For years, the music coming out of Washington (and most European capitals) has been the tune typically heard from the State Department: avoid escalation, always seek a ceasefire, try to reach a deal. This is usually a good idea, but not when one is dealing with determined enemies. At such times, determined action is needed instead.
For decades, Iran's theocratic despotism has held a death grip on the region via proxy armies and the constant threat to attain a nuclear weapon that would render it inviolable. One of its main levers has been the Lebanon-based Hezbollah, which it armed with tens of thousands of long-range missiles able to so harm Israel that, it was assumed, the entire world would be deterred.
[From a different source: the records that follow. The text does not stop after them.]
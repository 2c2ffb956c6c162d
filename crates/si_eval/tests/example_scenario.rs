// crates/si_eval/tests/example_scenario.rs

//! 五时刻示例场景
//!
//! 训练站点 a/b/c 在 t1–t3、t5 全部有观测，t4 只有 a；
//! 测试站点 d/e/f 在每个时刻都有观测。空间模式下 t4 因支撑不足被跳过，
//! 全局指标只覆盖其余四个时刻。

use chrono::{Duration, TimeZone, Utc};
use si_config::EvalConfig;
use si_eval::{EvalMode, EvaluationEngine, InstantStatus, ObsKey, ObservationTable, SkipReason, Split};
use si_foundation::Timestamp;

fn ts(h: i64) -> Timestamp {
    Utc.with_ymd_and_hms(2021, 6, 1, 0, 0, 0).unwrap() + Duration::hours(h)
}

/// 训练值 a=h, b=h+1, c=h+2，均值 h+1；测试值 d=h+2, e=h, f=h+3
fn observations() -> ObservationTable {
    let mut table = ObservationTable::new(vec!["x".to_string(), "v".to_string()]);
    for h in 1..=5i64 {
        let base = h as f64;
        for (i, loc) in ["a", "b", "c"].iter().enumerate() {
            if h == 4 && i > 0 {
                continue;
            }
            table
                .insert(ObsKey::new(ts(h), *loc), vec![i as f64, base + i as f64])
                .unwrap();
        }
        // t4 的测试真值偏离很大，若被评估会显著拉高误差
        let offset = if h == 4 { 1000.0 } else { 0.0 };
        for (loc, x, v) in [("d", 3.0, base + 2.0), ("e", 4.0, base), ("f", 5.0, base + 3.0)] {
            table
                .insert(ObsKey::new(ts(h), loc), vec![x, v + offset])
                .unwrap();
        }
    }
    table
}

fn config() -> EvalConfig {
    let json = format!(
        r#"{{
            "name": "five-instants",
            "target": "v",
            "interpolator": {{ "kind": "mean", "dimensions": ["x"] }},
            "n_jobs": 2,
            "support": {{ "min_instant_rows": 1, "min_slice_rows": 3 }},
            "eval_set": {{
                "locations": ["d", "e", "f"],
                "partial": {{
                    "late": {{ "locations": ["d", "e"], "time": {{ "start": "{t4}", "end": "{t6}" }} }},
                    "early_d": {{ "locations": ["d"], "time": {{ "start": "{t1}", "end": "{t2}" }} }}
                }}
            }}
        }}"#,
        t1 = ts(1).to_rfc3339(),
        t2 = ts(2).to_rfc3339(),
        t4 = ts(4).to_rfc3339(),
        t6 = ts(6).to_rfc3339(),
    );
    EvalConfig::from_json_str(&json).unwrap()
}

/// 测试 t4 被跳过且不进入任何指标
#[test]
fn test_sparse_instant_is_skipped() {
    let config = config();
    let split = Split::from_eval_set(&observations(), &config.eval_set).unwrap();
    assert_eq!(split.train.len(), 13);
    assert_eq!(split.test.len(), 15);

    let engine = EvaluationEngine::from_config(&config).unwrap();
    assert_eq!(engine.settings().mode, EvalMode::Spatial);
    let report = engine.run(&split).unwrap();

    let statuses: Vec<InstantStatus> = report.instants.iter().map(|r| r.status).collect();
    assert_eq!(
        statuses,
        vec![
            InstantStatus::Done,
            InstantStatus::Done,
            InstantStatus::Done,
            InstantStatus::Skipped,
            InstantStatus::Done,
        ]
    );
    assert_eq!(
        report.instants[3].skip,
        Some(SkipReason::InsufficientSupport { rows: 1, required: 3 })
    );
    assert!(report.instants.iter().filter(|r| r.status == InstantStatus::Done).all(|r| r.n_predictions == 3));

    assert_eq!(report.table.len(), 12);
    assert!(report.table.rows().iter().all(|r| r.time != ts(4)));
}

/// 测试全局与分组指标
#[test]
fn test_metrics_cover_evaluated_instants_only() {
    let config = config();
    let split = Split::from_eval_set(&observations(), &config.eval_set).unwrap();
    let report = EvaluationEngine::from_config(&config).unwrap().run(&split).unwrap();

    // 每个时刻误差为 -1, +1, -2
    let global = report.global.as_ref().unwrap();
    assert_eq!(global.count, 12);
    assert!((global.rmse - 2.0f64.sqrt()).abs() < 1e-12);
    assert!((global.mae - 4.0 / 3.0).abs() < 1e-12);
    assert!((global.max_abs_error - 2.0).abs() < 1e-12);

    assert_eq!(report.by_location.len(), 3);
    assert!(report.by_location.iter().all(|m| m.is_eval && m.metrics.count == 4));
    let f = report.by_location.iter().find(|m| m.location_id.as_str() == "f").unwrap();
    assert!((f.metrics.rmse - 2.0).abs() < 1e-12);

    assert_eq!(report.by_time.len(), 4);
    assert!(report.by_time.iter().all(|m| (m.metrics.mse - 2.0).abs() < 1e-12));

    // early_d 只有一行，被跳过
    assert_eq!(report.partial.len(), 1);
    assert_eq!(report.partial[0].name, "late");
    assert_eq!(report.partial[0].n_rows, 2);
    assert!((report.partial[0].metrics.rmse - 1.0).abs() < 1e-12);
}

/// 测试运行摘要
#[test]
fn test_summary_counts() {
    let config = config();
    let split = Split::from_eval_set(&observations(), &config.eval_set).unwrap();
    let report = EvaluationEngine::from_config(&config).unwrap().run(&split).unwrap();

    let summary = &report.summary;
    assert_eq!(summary.num_train_instants, 5);
    assert_eq!(summary.num_test_instants, 5);
    assert_eq!(summary.num_evaluated_instants, 5);
    assert_eq!(summary.num_evaluated_points, 12);
    assert_eq!(summary.outcomes.done, 4);
    assert_eq!(summary.outcomes.skipped["insufficient_support"], 1);
    assert_eq!(summary.outcomes.total_failed(), 0);
    assert!((summary.prop_test_instants_to_obs - 5.0 / 15.0).abs() < 1e-12);

    let train_counts = &summary.locations_by_time[0];
    assert_eq!(train_counts.set, "train");
    let t4 = train_counts.counts.iter().find(|c| c.time == ts(4)).unwrap();
    assert_eq!(t4.locations, 1);

    assert_eq!(report.run.name, "five-instants");
    assert_eq!(report.run.interpolator, "mean");
    assert_eq!(report.run.n_jobs, 2);
}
The past year has been such a shock to everyone's system that Israel, at least, has lost all fear. And in the past several weeks it has decapitated both Hezbollah and its sister Iranian proxy, the Palestinian terrorist group Hamas, and degraded their fighting force to such a degree that Iran's deterrence is in tatters. Adding to that is the fact that Iran on Oct. 1 executed history's largest-ever ballistic missile attack—about 180 rockets fired at Israel—to almost no effect.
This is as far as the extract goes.